Giamba Bussi and colleagues have used INCA model to develop a decision support system to assess water quality impacts in urban rivers. Poor water quality is a widespread issue in urban rivers and streams throughout the world. Localised pollution can have impacts on local communities, from health issues to environmental degradation and restricted recreational use of water. The Salmons and Pymmes Brooks, located in London UK, have significant pollution impacts from misconnected sewers, urban runoff and atmospheric pollution. The first step towards finding sustainable and effective solutions to these issues is to identify sources and paths of pollutants and to understand their cycle through catchments and rivers. The team applied INCA to the two urban catchments with the aim of providing local communities and community action groups such as Thames21 with a tool they can use to assess the water quality issue. They evaluated a set of mitigation strategies including constructed wetland across the catchment to assess pollution control. Constructed wetlands can make a significant difference reducing sediment transport and improving nutrient control for nitrogen and phosphorus. This study showed that a substantial reduction in nitrate, ammonium and phosphorus concentrations can be achieved if a proper catchment-scale wetland implementation strategy is put in place. Furthermore, nutrient reduction efficiency of the wetlands should not be affected by climate change.

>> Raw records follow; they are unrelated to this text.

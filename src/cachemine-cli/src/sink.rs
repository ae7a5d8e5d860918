//! JSON file output

use cachemine::naming::Charset;
use cachemine::{Error, NameResolver, Result, Role, Sink, Value};
use serde::Serialize;
use std::fs;
use std::io::{BufWriter, Write};
use std::path::PathBuf;

/// Writes one `<name>.json` file per container into a folder
///
/// Names are resolved for a case-insensitive filesystem, so `Foo` and
/// `foo` never overwrite each other.
pub struct JsonSink {
    folder: PathBuf,
    indent: Option<usize>,
}

impl JsonSink {
    pub fn new(folder: impl Into<PathBuf>) -> Self {
        Self {
            folder: folder.into(),
            indent: None,
        }
    }

    /// Pretty-print with `width` spaces; 0 writes compact JSON
    pub fn with_indent(mut self, width: usize) -> Self {
        self.indent = (width > 0).then_some(width);
        self
    }

    fn sink_error(&self, e: impl std::fmt::Display) -> Error {
        Error::SinkWrite {
            sink: self.name().to_string(),
            message: e.to_string(),
        }
    }

    fn encode(&self, data: &Value) -> serde_json::Result<Vec<u8>> {
        let Some(width) = self.indent else {
            return serde_json::to_vec(data);
        };
        let indent = " ".repeat(width);
        let formatter = serde_json::ser::PrettyFormatter::with_indent(indent.as_bytes());
        let mut out = Vec::new();
        let mut ser = serde_json::Serializer::with_formatter(&mut out, formatter);
        data.serialize(&mut ser)?;
        Ok(out)
    }
}

impl Sink for JsonSink {
    fn name(&self) -> &str {
        "json"
    }

    fn resolver(&self) -> NameResolver {
        NameResolver::new(Role::Sink)
            .with_charset(Charset::Path)
            .case_insensitive(true)
    }

    fn write(&mut self, _source_name: &str, container_name: &str, data: &Value) -> Result<()> {
        fs::create_dir_all(&self.folder).map_err(|e| self.sink_error(e))?;
        let path = self.folder.join(format!("{}.json", container_name));

        let bytes = self.encode(data).map_err(|e| self.sink_error(e))?;
        let file = fs::File::create(&path).map_err(|e| self.sink_error(e))?;
        let mut writer = BufWriter::new(file);
        writer
            .write_all(&bytes)
            .and_then(|()| writer.flush())
            .map_err(|e| self.sink_error(e))?;

        tracing::debug!(path = %path.display(), bytes = bytes.len(), "wrote container");
        Ok(())
    }
}
//! Conversion rules and the tables that select them

use super::Walker;
use crate::raw::{Body, Object, Raw};
use crate::value::{Mapping, Value};
use crate::{Error, Result};
use phf::phf_map;

/// How one recognized shape converts into a canonical value
#[derive(Debug, Clone, Copy, PartialEq, Eq)]
pub(crate) enum Rule {
    /// Linear iteration → sequence
    Iterable,
    /// Key/value iteration → mapping
    Map,
    /// Header keys with per-key lookup → mapping
    KeyedRow,
    /// Sequence of sequences → one concatenated sequence
    Flatten,
    /// Index → rows, flattened across indices
    IndexedLists,
    /// Index → row, index dropped
    IndexedRows,
    /// Positional data with name aliases → mapping
    NamedVector,
    /// Object-declared attribute list → mapping
    DeclaredFields,
    /// Plain attribute storage → mapping
    AttributeMap,
    /// Specialized row wrapper, unwrapped to its backing row
    RowWrapper,
}

/// Symbolic tags shared by many concrete provider types
pub(crate) static TAG_RULES: phf::Map<&'static str, Rule> = phf_map! {
    // Cached call results
    "dbutil.CFilterRowset" => Rule::IndexedLists,
    "dbutil.CIndexedRowset" => Rule::IndexedRows,
    "dbutil.CRowset" => Rule::Iterable,
    "dbutil.RowDict" => Rule::IndexedRows,
    "dbutil.RowList" => Rule::Iterable,
    // Bulk data containers
    "util.FilterRowset" => Rule::Flatten,
    "util.IndexedRowLists" => Rule::IndexedLists,
    "util.IndexRowset" => Rule::Iterable,
    "util.KeyVal" => Rule::AttributeMap,
    "util.Rowset" => Rule::Iterable,
    // Static data storage
    "FSD_Dict" => Rule::Map,
    "FSD_MultiIndex" => Rule::Map,
    "FSD_NamedVector" => Rule::NamedVector,
    "FSD_Object" => Rule::DeclaredFields,
    "_FixedSizeList" => Rule::Iterable,
    "_VariableSizedList" => Rule::Iterable,
    // Binary static data
    "dict" => Rule::Map,
    "list" => Rule::Iterable,
    // Misc
    "blue.DBRow" => Rule::KeyedRow,
    "universe.SolarSystemWrapper" => Rule::AttributeMap,
};

/// Is-a tests, most specific first
pub(crate) const SUBCLASS_RULES: &[(&str, Rule)] = &[
    // Row subclasses add lookups on top of the raw row; only the row matters
    ("Row", Rule::RowWrapper),
    ("dict", Rule::Map),
];

/// Bookkeeping members of decoder-defined vector types
pub(crate) const VECTOR_BOOKKEEPING: &[&str] = &["n_fields", "n_sequence_fields", "n_unnamed_fields"];

/// Suffix of vector helper types the decoder defines outside its own module
pub(crate) const VECTOR_SUFFIX: &str = "_vector";

fn malformed(obj: &Object, expected: &'static str) -> Error {
    Error::MalformedShape {
        type_name: obj.type_name.clone(),
        expected,
    }
}

/// Items of an iterable object, following one level of indirection
fn items(obj: &Object) -> Result<&[Raw]> {
    match &obj.body {
        Body::Items(items) => Ok(items),
        Body::Wrapped { inner, .. } => match inner {
            Raw::List(items) | Raw::Tuple(items) => Ok(items),
            Raw::Object(inner) => items(inner),
            _ => Err(malformed(obj, "iterable payload")),
        },
        _ => Err(malformed(obj, "iterable items")),
    }
}

/// Key/value pairs of a map-like object, following one level of indirection
fn entries(obj: &Object) -> Result<&[(Raw, Raw)]> {
    match &obj.body {
        Body::Entries(pairs) => Ok(pairs),
        Body::Wrapped { inner, .. } => match inner {
            Raw::Dict(pairs) => Ok(pairs),
            Raw::Object(inner) => entries(inner),
            _ => Err(malformed(obj, "mapping payload")),
        },
        _ => Err(malformed(obj, "key/value entries")),
    }
}

impl Walker<'_> {
    pub(super) fn apply(&mut self, rule: Rule, obj: &Object) -> Result<Value> {
        match rule {
            Rule::Iterable => self.sequence(items(obj)?),
            Rule::Map => self.pairs(entries(obj)?),
            Rule::KeyedRow => self.keyed_row(obj),
            Rule::Flatten => self.flatten(obj, items(obj)?.iter()),
            Rule::IndexedLists => self.flatten(obj, entries(obj)?.iter().map(|(_, v)| v)),
            Rule::IndexedRows => {
                let rows = entries(obj)?
                    .iter()
                    .map(|(_, row)| self.route(row))
                    .collect::<Result<Vec<_>>>()?;
                Ok(Value::Sequence(rows))
            }
            Rule::NamedVector => self.named_vector(obj),
            Rule::DeclaredFields => match &obj.body {
                Body::Declared(names) => self.fields(obj, names),
                _ => Err(malformed(obj, "declared attribute list")),
            },
            Rule::AttributeMap => self.attribute_bag(obj, None, &[]),
            Rule::RowWrapper => match &obj.body {
                Body::Wrapped {
                    inner: Raw::Object(line),
                    ..
                } => self.keyed_row(line),
                _ => Err(malformed(obj, "backing row")),
            },
        }
    }

    pub(super) fn sequence(&mut self, items: &[Raw]) -> Result<Value> {
        let items = items
            .iter()
            .map(|item| self.route(item))
            .collect::<Result<Vec<_>>>()?;
        Ok(Value::Sequence(items))
    }

    pub(super) fn pairs(&mut self, pairs: &[(Raw, Raw)]) -> Result<Value> {
        let mut map = Mapping::with_capacity(pairs.len());
        for (key, value) in pairs {
            let key = self.route(key)?;
            let value = self.route(value)?;
            map.insert(key, value);
        }
        Ok(Value::Mapping(map))
    }

    fn keyed_row(&mut self, obj: &Object) -> Result<Value> {
        let Body::Keyed { header, cells } = &obj.body else {
            return Err(malformed(obj, "header keys"));
        };
        let mut map = Mapping::with_capacity(header.len());
        for key in header {
            let (_, cell) = cells
                .iter()
                .find(|(k, _)| k == key)
                .ok_or_else(|| malformed(obj, "a cell for every header key"))?;
            let key = self.route(key)?;
            let value = self.route(cell)?;
            map.insert(key, value);
        }
        Ok(Value::Mapping(map))
    }

    fn flatten<'r>(&mut self, obj: &Object, groups: impl Iterator<Item = &'r Raw>) -> Result<Value> {
        let mut rows = Vec::new();
        for group in groups {
            match self.route(group)? {
                Value::Sequence(items) => rows.extend(items),
                _ => return Err(malformed(obj, "groups of rows")),
            }
        }
        Ok(Value::Sequence(rows))
    }

    fn named_vector(&mut self, obj: &Object) -> Result<Value> {
        let Body::NamedVector { aliases, data } = &obj.body else {
            return Err(malformed(obj, "aliased vector"));
        };
        let mut map = Mapping::with_capacity(aliases.len());
        for (name, index) in aliases {
            let raw = data
                .get(*index)
                .ok_or_else(|| malformed(obj, "alias positions within data"))?;
            map.insert(Value::text(name.as_str()), self.route(raw)?);
        }
        Ok(Value::Mapping(map))
    }

    /// Named fields read from attributes; missing ones become null
    fn fields(&mut self, obj: &Object, names: &[String]) -> Result<Value> {
        let mut map = Mapping::with_capacity(names.len());
        for name in names {
            let value = match obj.attribute(name) {
                Some(raw) => self.route(raw)?,
                None => Value::NULL,
            };
            map.insert(Value::text(name.as_str()), value);
        }
        Ok(Value::Mapping(map))
    }

    /// Attributes as mapping entries
    ///
    /// With a field list, exactly those fields are read. Without one, every
    /// public data attribute is taken in name order, minus `ignore`.
    pub(super) fn attribute_bag(
        &mut self,
        obj: &Object,
        fields: Option<&[String]>,
        ignore: &[&str],
    ) -> Result<Value> {
        if let Some(names) = fields {
            return self.fields(obj, names);
        }
        let mut public: Vec<_> = obj
            .attributes
            .iter()
            .filter(|a| !a.callable && !a.is_dunder() && !ignore.contains(&a.name.as_str()))
            .collect();
        public.sort_by(|a, b| a.name.cmp(&b.name));

        let mut map = Mapping::with_capacity(public.len());
        for attr in public {
            map.insert(Value::text(attr.name.as_str()), self.route(&attr.value)?);
        }
        Ok(Value::Mapping(map))
    }
}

Giamba Bussi and colleagues have published a new study of the effects that dams and climate change are having on sediment transport in the Mekong Delta. Credible predictions of sediment dynamics are essential for achieving the UN Sustainable Development Goals. The livelihoods of millions of people living in the world’s deltas are deeply interconnected with the sediment dynamics of these deltas. Sustainable inputs of fluvial sediments from upstream rivers are critical for ensuring the fertility of delta soils and for promoting sediment deposition that can offset rising sea levels. Yet, in many large river catchments this supply of sediment is being threatened by the planned construction of large dams. In this study, Dr. Bussi and colleagues apply the INCA hydrological and sediment model to the Mekong River catchment in South East Asia. Their aim was to assess the impact of several large dams (both existing and planned) on suspended sediment fluxes in the river. After calibrating to present day conditions, they forced the INCA model with future climate scenarios to assess the interplay of changing climate and sediment trapping caused by dam construction. Their results suggest that historical sediment flux declines have mostly been caused by dam construction and that sediment trapping will increase in the future if new, planed dams are constructed. If all dams that are currently planned for the next two decades are built, the model predicts a decline of suspended sediment flux of 50% (47–53% 90% confidence interval) compared to current levels (99 Mt/year at the delta apex), with potentially damaging consequences for local livelihoods and ecosystems.
Jae-young Lee and colleagues have published a novel study of possible future trends in dissolved organic carbon (DOC) concentrations in a UK upland catchment.
Over the past several several decades, rising DOC concentrations have been seen in European lakes and rivers. A number of mechanisms have been proposed to explain these trends, including climate change and recovery from acidification. Drier summers and wetter winters are projected in the UK, and this may affect DOC levels. Lee and colleagues modelled DOC in the headwaters of the River Severn. They explored the effect of changing climate and acid deposition on surface water DOC concentrations, including the “enzymatic latch” effect in peatlands during droughts. They simulated recent (1995–2013) rising trends in DOC.
They used a novel approach to simulate possible future climate. The model was run with climatic scenarios generated using the weather@home2 climate modeling platform and EMEP sulfate deposition scenarios for 1975–2100. They showed that rising DOC trends are likely to continue in the near future (2020–2049) and stabilize in the far future (2070–2099). Seasonality will also change, with a post-drought DOC surge in autumn months.